Que todos confronten, como un ejercicio histórico indispensable, los nombres de quienes han ocupado en los últimos cincuenta años una buena suma de escaños en el Congreso y han tenido el título de presidentes, ministros, gobernadores. Y hagan, entonces, una reflexión sensata que permita una respuesta a estas preguntas ¿por qué siempre los mismos?, ¿qué razones hay para que se haya excluido –cuando no asesinado– a tanta figura promisoria?

Es una mirada hacia el pasado no para hacerle un juicio al Estado, sino a esa clase dirigente que hoy, entre indignada y asombrada, se muestra perseguida porque se descubren sus nexos con grupos ilegales que han sido, de alguna manera, financiados por ellos mismos, en forma directa o indirecta. No es un problema de individuos, pero sí lo es de una dirigencia que excluye, que se fortalece de mil formas, entre ellas unas muy aproximadas a la delincuencia, a la corrupción, esa enfermedad dramática que vive esta nación.

LIBERACIÓN INDIVIDUAL Y COLECTIVA
El mundo civilizado, sólo exige que por fin se haga un examen de conciencia nítido, franco, desarmado, valeroso, coherente. Que se extirpen esos fantasmas que persiguen y seguirán persiguiendo si no hay capacidad de exorcizar tanta canallada, tanta injusticia. Esto costará mucho, pero bastante menos si se deja avanzar el cáncer que afecta a los colombianos y que muchos de ellos quieren negar. Hoy no se pueden considerar las encuestas como un síntoma de gobernabilidad, si no hay legitimidad, y ésta se adquiere cuando se está dispuesto a confesar, a desdoblarse, con independencia y criterio, con seriedad y disposición. Entonces, todos los procesos de paz que se realicen tendrán el éxito esperado.

Este último punto se alcanza si hay un real convencimiento de acudir a una especie de catarsis que permita una liberación definitiva de la angustia que acompaña a unos y otros. Es un problema de inteligencia, de capacidad política para ocupar el puesto que corresponde en las próximas páginas de la Historia. Es un acto de liberación individual y colectiva, que permitirá refundar –tan de moda este término-el país. Es necesaria la ayuda internacional, pues esos alientos deben dar la fuerza que ahora se requiere con urgencia.

UN DESTAPE OPORTUNO
No tiene ninguna presentación ante el mundo este maridaje fatal entre políticos y grupos alzados en armas, ni el escándalo que se ha desatado, y eso deben pensarlo los altos funcionarios del gobierno y los congresistas, y los alcaldes y todos, para no tratar de explicar lo inexplicable, para no pronunciarse antes que la misma justicia lo haga. Aquí debe parar esa monstruosa conducta que ha caracterizado los más y los menos sonados procesos colombianos que desde hace tantos años confunden al mundo: aniquilar testigos, amenazar jueces, reprimir manifestaciones, acusar para engañar.

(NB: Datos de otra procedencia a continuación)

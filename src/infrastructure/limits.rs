//! Resource limits loading: descriptor file first, local probe fallback.

use std::path::Path;

use crate::domain::errors::{RigError, RigResult};
use crate::domain::models::ResourceLimits;

/// Memory held back from the per-core budget when probing locally, in MB.
const LOCAL_MEMORY_HEADROOM_MB: u64 = 512;

/// Load the limits for a named resource.
///
/// The descriptor `<resources_dir>/<name>` wins when present: its first
/// line carries two integers, `core_limit` and `memory_per_core_mb`.
/// Otherwise the local machine is probed via `/proc`.
pub fn load(name: &str, resources_dir: &Path) -> RigResult<ResourceLimits> {
    let path = resources_dir.join(name);
    if path.exists() {
        let text = std::fs::read_to_string(&path)?;
        let first = text.lines().next().unwrap_or("");
        let (core_limit, memory_per_core_mb) =
            parse_descriptor(first).ok_or_else(|| RigError::BadDescriptor {
                path: path.clone(),
                reason: format!("expected two integers, got {first:?}"),
            })?;
        Ok(ResourceLimits::new(name, core_limit, memory_per_core_mb))
    } else {
        tracing::info!(
            resource = name,
            path = %path.display(),
            "no resource descriptor, probing local machine"
        );
        probe_local(name)
    }
}

/// Derive limits from the local machine: core count from `/proc/cpuinfo`,
/// per-core memory as (total - headroom) split evenly.
pub fn probe_local(name: &str) -> RigResult<ResourceLimits> {
    let cpuinfo = std::fs::read_to_string("/proc/cpuinfo")?;
    let meminfo = std::fs::read_to_string("/proc/meminfo")?;
    let cores = count_processors(&cpuinfo).max(1);
    let total_mb = total_memory_mb(&meminfo).unwrap_or(LOCAL_MEMORY_HEADROOM_MB);
    let per_core = total_mb.saturating_sub(LOCAL_MEMORY_HEADROOM_MB) / u64::from(cores);
    Ok(ResourceLimits::new(name, cores, per_core))
}

/// First line of a resource descriptor: `<core_limit> <memory_per_core>`.
pub(crate) fn parse_descriptor(line: &str) -> Option<(u32, u64)> {
    let mut parts = line.split_whitespace();
    let cores = parts.next()?.parse().ok()?;
    let memory = parts.next()?.parse().ok()?;
    Some((cores, memory))
}

/// Count `processor` entries in cpuinfo text.
pub(crate) fn count_processors(cpuinfo: &str) -> u32 {
    u32::try_from(
        cpuinfo
            .lines()
            .filter(|line| line.starts_with("processor"))
            .count(),
    )
    .unwrap_or(u32::MAX)
}

/// Total memory in MB from the `MemTotal:` line of meminfo text.
pub(crate) fn total_memory_mb(meminfo: &str) -> Option<u64> {
    let line = meminfo.lines().find(|l| l.starts_with("MemTotal:"))?;
    let kb: u64 = line.split_whitespace().nth(1)?.parse().ok()?;
    Some(kb / 1024)
}
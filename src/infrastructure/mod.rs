//! Infrastructure layer: persistence, locking, config loading, logging,
//! system probes.

pub mod config;
pub mod fs;
pub mod limits;
pub mod logging;
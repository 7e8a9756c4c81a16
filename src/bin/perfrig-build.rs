//! Graph builder entry point: expand the test matrix into pending records.

use anyhow::{anyhow, Result};

use perfrig::cli::{self, ToolArgs};
use perfrig::infrastructure::{limits, logging};
use perfrig::services::GraphBuilder;

#[tokio::main]
async fn main() {
    let args: ToolArgs = cli::parse_or_usage();
    if let Err(err) = run(args).await {
        eprintln!("perfrig-build: {err:#}");
        std::process::exit(1);
    }
}

async fn run(args: ToolArgs) -> Result<()> {
    let config = cli::load_config(&args.file)?;
    let _guard = logging::init(&config.logging, args.verbose)?;

    let limits = limits::load(&config.resource, &cli::resources_dir(&config))?;
    tracing::info!(
        resource = %limits.name,
        core_limit = limits.core_limit,
        memory_per_core_mb = limits.memory_per_core_mb,
        "resource limits loaded"
    );

    let adapter = perfrig::adapters::create(&config.adapter)
        .ok_or_else(|| anyhow!("unknown adapter: {}", config.adapter))?;

    let builder = GraphBuilder::new(config, limits, adapter);
    let summary = builder.build().await?;
    println!(
        "created {} record(s) ({} precondition), skipped {}",
        summary.created, summary.preconditions, summary.skipped
    );
    Ok(())
}
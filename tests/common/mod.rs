//! Shared helpers for integration tests: a disposable rig home with all
//! lifecycle areas in place.

#![allow(dead_code)]

use std::path::{Path, PathBuf};
use std::time::Duration;

use tempfile::TempDir;

use perfrig::domain::models::{Config, JobField};
use perfrig::infrastructure::fs::{JobRecord, LockSettings, Workspace};

pub struct TestRig {
    _tmp: TempDir,
    pub ws: Workspace,
    pub lock: LockSettings,
}

impl TestRig {
    pub fn new() -> Self {
        let tmp = TempDir::new().expect("tempdir");
        let ws = Workspace::new(tmp.path());
        ws.ensure_areas().expect("areas");
        let lock = LockSettings {
            path: ws.default_lock_path(),
            timeout: Duration::from_secs(10),
            retry: Duration::from_millis(10),
        };
        Self {
            _tmp: tmp,
            ws,
            lock,
        }
    }

    pub fn home(&self) -> &Path {
        self.ws.home()
    }

    /// Base configuration rooted at this rig, tuned for fast tests.
    pub fn config(&self) -> Config {
        let mut config = Config {
            home: self.home().display().to_string(),
            resource: "local".to_string(),
            test_name: "it".to_string(),
            ..Default::default()
        };
        config.scheduler.poll_secs = 1;
        config.scheduler.min_free_disk_mb = 0;
        config.lock.timeout_secs = 10;
        config.lock.retry_ms = 10;
        config
    }

    /// Create a template directory with the given files.
    pub fn add_template(&self, name: &str, files: &[(&str, &str)]) {
        let dir = self.ws.templates().join(name);
        std::fs::create_dir_all(&dir).expect("template dir");
        for (file, contents) in files {
            std::fs::write(dir.join(file), contents).expect("template file");
        }
    }

    /// Mint a results run directory the way the builder does.
    pub fn make_run_dir(&self, stamp: &str) -> PathBuf {
        let run = self.ws.results_run("it", stamp);
        std::fs::create_dir_all(run.join("records")).expect("records dir");
        std::fs::create_dir_all(run.join("logs")).expect("logs dir");
        run
    }

    /// Place a record file directly into `dir` with the given fields.
    pub async fn place_record(
        &self,
        dir: &Path,
        name: &str,
        fields: &[(JobField, String)],
    ) -> PathBuf {
        let path = dir.join(format!("{name}.job"));
        let mut record = JobRecord::open(&path, &self.lock);
        for (field, value) in fields {
            record.set(*field, value);
        }
        record.create().await.expect("record create");
        path
    }

    /// Names (stems) of the record files in a directory, sorted.
    pub fn record_names(&self, dir: &Path) -> Vec<String> {
        let mut names: Vec<String> = std::fs::read_dir(dir)
            .map(|entries| {
                entries
                    .flatten()
                    .filter(|e| e.path().extension().is_some_and(|ext| ext == "job"))
                    .filter_map(|e| {
                        e.path()
                            .file_stem()
                            .map(|s| s.to_string_lossy().into_owned())
                    })
                    .collect()
            })
            .unwrap_or_default();
        names.sort();
        names
    }

    /// Read a record wherever it currently is, without assumptions.
    pub async fn read_record(&self, path: &Path) -> JobRecord {
        let mut record = JobRecord::open(path, &self.lock);
        record.acquire().await.expect("acquire");
        record.release().await;
        record
    }

    /// Find the single archived record for `name` under the results tree.
    pub fn archived_record(&self, name: &str) -> Option<PathBuf> {
        let file_name = format!("{name}.job");
        walkdir::WalkDir::new(self.ws.results())
            .into_iter()
            .flatten()
            .filter(|e| e.file_type().is_file())
            .map(walkdir::DirEntry::into_path)
            .find(|p| {
                p.file_name().is_some_and(|n| n.to_string_lossy() == file_name)
                    && p.parent()
                        .and_then(|d| d.file_name())
                        .is_some_and(|n| n == "records")
            })
    }
}
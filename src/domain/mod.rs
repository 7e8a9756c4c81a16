//! Domain layer: job record model, resource limits, configuration, ports.

pub mod errors;
pub mod models;
pub mod ports;
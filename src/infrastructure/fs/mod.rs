//! Filesystem coordination substrate: workspace layout, advisory locking,
//! record persistence, and tree utilities.

pub mod layout;
pub mod lock;
pub mod record;
pub mod util;

pub use layout::Workspace;
pub use lock::{LockSettings, RecordLock};
pub use record::{peek_result, JobRecord};
pub use util::{archive_with_suffix, copy_tree, dir_size_kb, free_disk_mb, parse_size_kb};
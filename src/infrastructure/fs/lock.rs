//! Advisory exclusive locking for record files.
//!
//! All record read-modify-write sequences serialize on one lock file with
//! a fixed path, created on first use. Acquisition is bounded: the lock is
//! taken with non-blocking `flock` attempts on a backoff schedule, and a
//! holder that outlives the bound surfaces as an error naming the PID
//! recorded in the lock file. Locks are advisory only; the kernel drops
//! them when the holder exits, so a crashed holder cannot wedge the rig.

use std::fs::{File, OpenOptions};
use std::io::Write;
use std::path::PathBuf;
use std::time::Duration;

use backoff::ExponentialBackoffBuilder;
use nix::errno::Errno;
use nix::fcntl::{Flock, FlockArg};
use nix::sys::signal::kill;
use nix::unistd::Pid;

use crate::domain::errors::{RigError, RigResult};
use crate::domain::models::LockConfig;
use crate::infrastructure::fs::Workspace;

/// Lock key and acquisition bounds, derived once from configuration.
#[derive(Debug, Clone)]
pub struct LockSettings {
    /// Lock file path (the fixed key).
    pub path: PathBuf,
    /// Give up acquiring after this long.
    pub timeout: Duration,
    /// Initial interval between acquisition attempts.
    pub retry: Duration,
}

impl LockSettings {
    /// Settings with the default bounds for a given key path.
    pub fn new(path: impl Into<PathBuf>) -> Self {
        Self {
            path: path.into(),
            timeout: Duration::from_secs(300),
            retry: Duration::from_millis(250),
        }
    }

    /// Derive settings from configuration, falling back to the
    /// workspace's fixed key.
    pub fn from_config(lock: &LockConfig, ws: &Workspace) -> Self {
        let path = lock
            .path
            .as_ref()
            .map_or_else(|| ws.default_lock_path(), PathBuf::from);
        Self {
            path,
            timeout: Duration::from_secs(lock.timeout_secs),
            retry: Duration::from_millis(lock.retry_ms.max(1)),
        }
    }
}

/// One acquirable handle on the record lock.
pub struct RecordLock {
    settings: LockSettings,
    guard: Option<Flock<File>>,
}

impl RecordLock {
    pub fn new(settings: LockSettings) -> Self {
        Self {
            settings,
            guard: None,
        }
    }

    /// Whether this handle currently holds the lock.
    pub fn held(&self) -> bool {
        self.guard.is_some()
    }

    /// Whether the lock marker file exists.
    pub fn exists(&self) -> bool {
        self.settings.path.exists()
    }

    /// Acquire the exclusive lock, waiting up to the configured bound.
    /// Re-acquiring while already held is a no-op.
    pub async fn acquire(&mut self) -> RigResult<()> {
        if self.guard.is_some() {
            return Ok(());
        }
        if let Some(parent) = self.settings.path.parent() {
            std::fs::create_dir_all(parent)?;
        }

        let path = self.settings.path.clone();
        let attempt = || {
            let path = path.clone();
            async move {
                let file = OpenOptions::new()
                    .read(true)
                    .write(true)
                    .create(true)
                    .truncate(false)
                    .open(&path)
                    .map_err(|e| backoff::Error::permanent(RigError::from(e)))?;
                match Flock::lock(file, FlockArg::LockExclusiveNonblock) {
                    Ok(guard) => Ok(guard),
                    Err((_, errno)) if errno == Errno::EWOULDBLOCK || errno == Errno::EINTR => {
                        Err(backoff::Error::transient(RigError::LockBusy {
                            path: path.clone(),
                        }))
                    }
                    Err((_, errno)) => Err(backoff::Error::permanent(RigError::Io(
                        std::io::Error::from_raw_os_error(errno as i32),
                    ))),
                }
            }
        };

        let schedule = ExponentialBackoffBuilder::new()
            .with_initial_interval(self.settings.retry)
            .with_max_interval(self.settings.retry.saturating_mul(8))
            .with_max_elapsed_time(Some(self.settings.timeout))
            .build();

        match backoff::future::retry(schedule, attempt).await {
            Ok(mut guard) => {
                // Record ourselves as holder for diagnostics.
                let _ = guard.set_len(0);
                let _ = guard.write_all(format!("{}\n", std::process::id()).as_bytes());
                let _ = guard.flush();
                self.guard = Some(guard);
                Ok(())
            }
            Err(RigError::LockBusy { .. }) => Err(self.timeout_error()),
            Err(other) => Err(other),
        }
    }

    /// Drop the lock. Releasing without holding is a no-op.
    pub fn release(&mut self) {
        if let Some(guard) = self.guard.take() {
            let _ = guard.unlock();
        }
    }

    /// PID recorded by the last holder, if readable.
    pub fn holder_pid(&self) -> Option<i32> {
        std::fs::read_to_string(&self.settings.path)
            .ok()?
            .split_whitespace()
            .next()?
            .parse()
            .ok()
    }

    fn timeout_error(&self) -> RigError {
        let holder_pid = self.holder_pid();
        let holder_alive =
            holder_pid.is_some_and(|pid| kill(Pid::from_raw(pid), None).is_ok());
        RigError::LockTimeout {
            path: self.settings.path.clone(),
            timeout_secs: self.settings.timeout.as_secs(),
            holder_pid,
            holder_alive,
        }
    }
}

impl Drop for RecordLock {
    fn drop(&mut self) {
        self.release();
    }
}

Frente a este oportuno destape –a pesar de muchos funcionarios–, es precisa la vigilancia internacional, el pronunciamiento del mundo y la renuncia a esas aspiraciones codiciosas de dirigentes nacionales y locales. Es el momento de abrir los caminos a otras personas con otra visión del mundo, con otro perfil, con otra forma de hacer política. Que la sociedad civil global intervenga, que busque la liberación pacífica de los secuestrados, que intente profundizar en el tema de la verdad absoluta y que ayude a la reparación, es un imperativo que no sólo fortalece a Colombia, sino a unos vecinos que deben recuperar su sentido de las buenas relaciones internacionales. Sólo entonces le darán un golpe fuerte a los narcotraficantes y a los enemigos de la verdadera seguridad mundial.